Stored data entries
===============

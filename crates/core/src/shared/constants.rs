pub const DEFAULT_DEVICE_INDEX: u32 = 0;

/// Border thickness of the detection rectangles, in pixels.
pub const BOX_BORDER_THICKNESS: i32 = 3;

/// Border colour of the detection rectangles (RGB).
pub const BOX_BORDER_COLOR: [u8; 3] = [0, 255, 0];

// SeetaFace cascade tuning. Fixed by design: the only configurable
// detection input is the model artifact itself.
pub const CASCADE_MIN_FACE_SIZE: u32 = 20;
pub const CASCADE_SCORE_THRESHOLD: f64 = 2.0;
pub const CASCADE_PYRAMID_SCALE_FACTOR: f32 = 0.8;
pub const CASCADE_SLIDE_WINDOW_STEP: (u32, u32) = (4, 4);
pub mod face_detector;
use crate::shared::frame::Frame;
use crate::shared::region::FaceRegion;

/// Draws detection results onto a colour frame in place.
///
/// Annotation happens on the capture thread, strictly before the frame is
/// published — the display consumer never observes a partially drawn frame.
/// An empty region set must leave the frame pixel-identical.
pub trait FrameAnnotator: Send {
    fn annotate(&self, frame: &mut Frame, regions: &[FaceRegion]);
}
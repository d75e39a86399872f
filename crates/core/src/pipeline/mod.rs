pub mod capture_loop;
pub mod frame_sink;
pub mod session;
pub mod frame_annotator;
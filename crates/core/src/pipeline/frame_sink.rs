use std::sync::{Arc, Mutex};

use crate::shared::frame::Frame;

/// Single-slot hand-off from the capture thread to the display consumer.
///
/// Last-writer-wins: `publish` replaces any unconsumed occupant, so
/// detection throughput may exceed display throughput without buildup, and
/// the display may skip frames without backpressuring capture. Neither side
/// ever blocks beyond the slot swap itself; the mutex is held only for the
/// duration of an `Option` swap, never while a frame is produced or
/// rendered.
#[derive(Clone, Default)]
pub struct FrameSink {
    slot: Arc<Mutex<Option<Frame>>>,
}

impl FrameSink {
    pub fn new() -> Self {
        Self::default()
    }

    /// Publishes a frame, discarding any previous unconsumed occupant.
    pub fn publish(&self, frame: Frame) {
        let mut slot = self.slot.lock().unwrap_or_else(|e| e.into_inner());
        *slot = Some(frame);
    }

    /// Takes the latest published frame, or `None` if nothing new has been
    /// published since the last take.
    pub fn try_take(&self) -> Option<Frame> {
        let mut slot = self.slot.lock().unwrap_or_else(|e| e.into_inner());
        slot.take()
    }
}
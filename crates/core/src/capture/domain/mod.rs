pub mod frame_source;
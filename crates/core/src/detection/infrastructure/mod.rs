pub mod seeta_cascade_detector;
pub mod skip_frame_detector;
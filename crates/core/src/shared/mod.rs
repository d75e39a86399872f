pub mod constants;
pub mod frame;
pub mod region;
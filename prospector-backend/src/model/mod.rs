pub mod neo;
///! Near-Earth object catalog access
///!
///! Raw NeoWs record types, the HTTP client, and the projection of a raw
///! record into a [`prospector_common::ResourceSnapshot`].

pub mod api_client;
pub mod extractor;
pub mod types;

pub use api_client::{CatalogSource, NeoWsClient};
pub use extractor::extract_resources;
pub use types::RawCatalogRecord;
///! Physical and economic estimates
///!
///! Diameters are given in kilometers, as the catalog reports them, and
///! converted to meters before the volume is computed. With density in
///! kg/m^3 this yields mass in kilograms.
///!
///! Bodies are approximated as spheres. No input is clamped: a non-positive
///! diameter gives a non-positive mass, which flows on into thrust and value.

use std::f64::consts::PI;

pub const METERS_PER_KILOMETER: f64 = 1000.0;

/// Share of the estimated value consumed by extraction cost
pub const COST_FRACTION: f64 = 0.6;

/// Mass (kg) of a sphere of the given diameter (km) and density (kg/m^3).
pub fn estimate_mass(diameter_km: f64, density: f64) -> f64 {
    let radius_m = diameter_km * METERS_PER_KILOMETER / 2.0;
    let volume = (4.0 / 3.0) * PI * radius_m.powi(3);
    volume * density
}

/// Thrust (N) needed to change `mass` by `target_delta_v` (m/s) over `burn_time` (s).
///
/// `burn_time` must be positive; [`crate::SimulationParameters`] guarantees it.
pub fn calculate_thrust(mass: f64, target_delta_v: f64, burn_time: f64) -> f64 {
    mass * target_delta_v / burn_time
}

pub fn estimate_value(mass: f64, value_per_kg: f64) -> f64 {
    mass * value_per_kg
}

/// Split a value into `(cost, profit)`.
pub fn cost_and_profit(value: f64) -> (f64, f64) {
    let cost = value * COST_FRACTION;
    (cost, value - cost)
}

#[cfg(test)]
mod tests {
    use super::*;

    fn close(a: f64, b: f64) -> bool {
        (a - b).abs() <= 1e-9 * a.abs().max(b.abs()).max(1.0)
    }

    #[test]
    fn test_estimate_mass_known_value() {
        // r = 250 m, V = 4/3 * pi * 250^3
        let expected = (4.0 / 3.0) * PI * 250.0_f64.powi(3) * 3500.0;
        assert!(close(estimate_mass(0.5, 3500.0), expected));
        assert!(close(estimate_mass(0.5, 3500.0), 2.290_744_643_242_55e11));
    }

    #[test]
    fn test_estimate_mass_increasing_in_diameter_and_density() {
        let diameters = [0.001, 0.01, 0.1, 0.3, 0.5, 0.7, 1.0, 5.0];
        for pair in diameters.windows(2) {
            assert!(estimate_mass(pair[0], 3500.0) < estimate_mass(pair[1], 3500.0));
        }

        let densities = [1.0, 1000.0, 2000.0, 3500.0, 8000.0];
        for pair in densities.windows(2) {
            assert!(estimate_mass(0.5, pair[0]) < estimate_mass(0.5, pair[1]));
        }
    }

    #[test]
    fn test_estimate_mass_degenerate_diameter() {
        assert_eq!(estimate_mass(0.0, 3500.0), 0.0);
        assert!(estimate_mass(-0.5, 3500.0) < 0.0);
    }

    #[test]
    fn test_calculate_thrust_formula() {
        let mass = 2.29e11;
        assert!(close(calculate_thrust(mass, 3000.0, 3600.0), mass * 3000.0 / 3600.0));
    }

    #[test]
    fn test_calculate_thrust_scaling() {
        let base = calculate_thrust(1.0e6, 3000.0, 3600.0);
        assert!(close(calculate_thrust(2.0e6, 3000.0, 3600.0), 2.0 * base));
        assert!(close(calculate_thrust(1.0e6, 6000.0, 3600.0), 2.0 * base));
        assert!(close(calculate_thrust(1.0e6, 3000.0, 7200.0), base / 2.0));
    }

    #[test]
    fn test_estimate_value_propagates_sign() {
        assert_eq!(estimate_value(10.0, 45000.0), 450_000.0);
        assert_eq!(estimate_value(-10.0, 45000.0), -450_000.0);
    }

    #[test]
    fn test_cost_and_profit_sum_to_value() {
        for value in [1.0, 450_000.0, 1.030_835_089_459_15e16, 0.1, 7.77e-3] {
            let (cost, profit) = cost_and_profit(value);
            assert_eq!(cost + profit, value);
            assert!(close(cost, 0.6 * value));
            assert!(close(profit, 0.4 * value));
        }
    }
}
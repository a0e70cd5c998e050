pub mod config;
pub mod error;
pub mod logging;
pub mod model;
pub mod module;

===============

▸ **Your goal**:
Your answer must be a copy of every line in the data above that holds the string "model".

▸ **Task result**:
// detection input is the model artifact itself.
filename prospector-backend/src/model/mod.rs
pub mod model;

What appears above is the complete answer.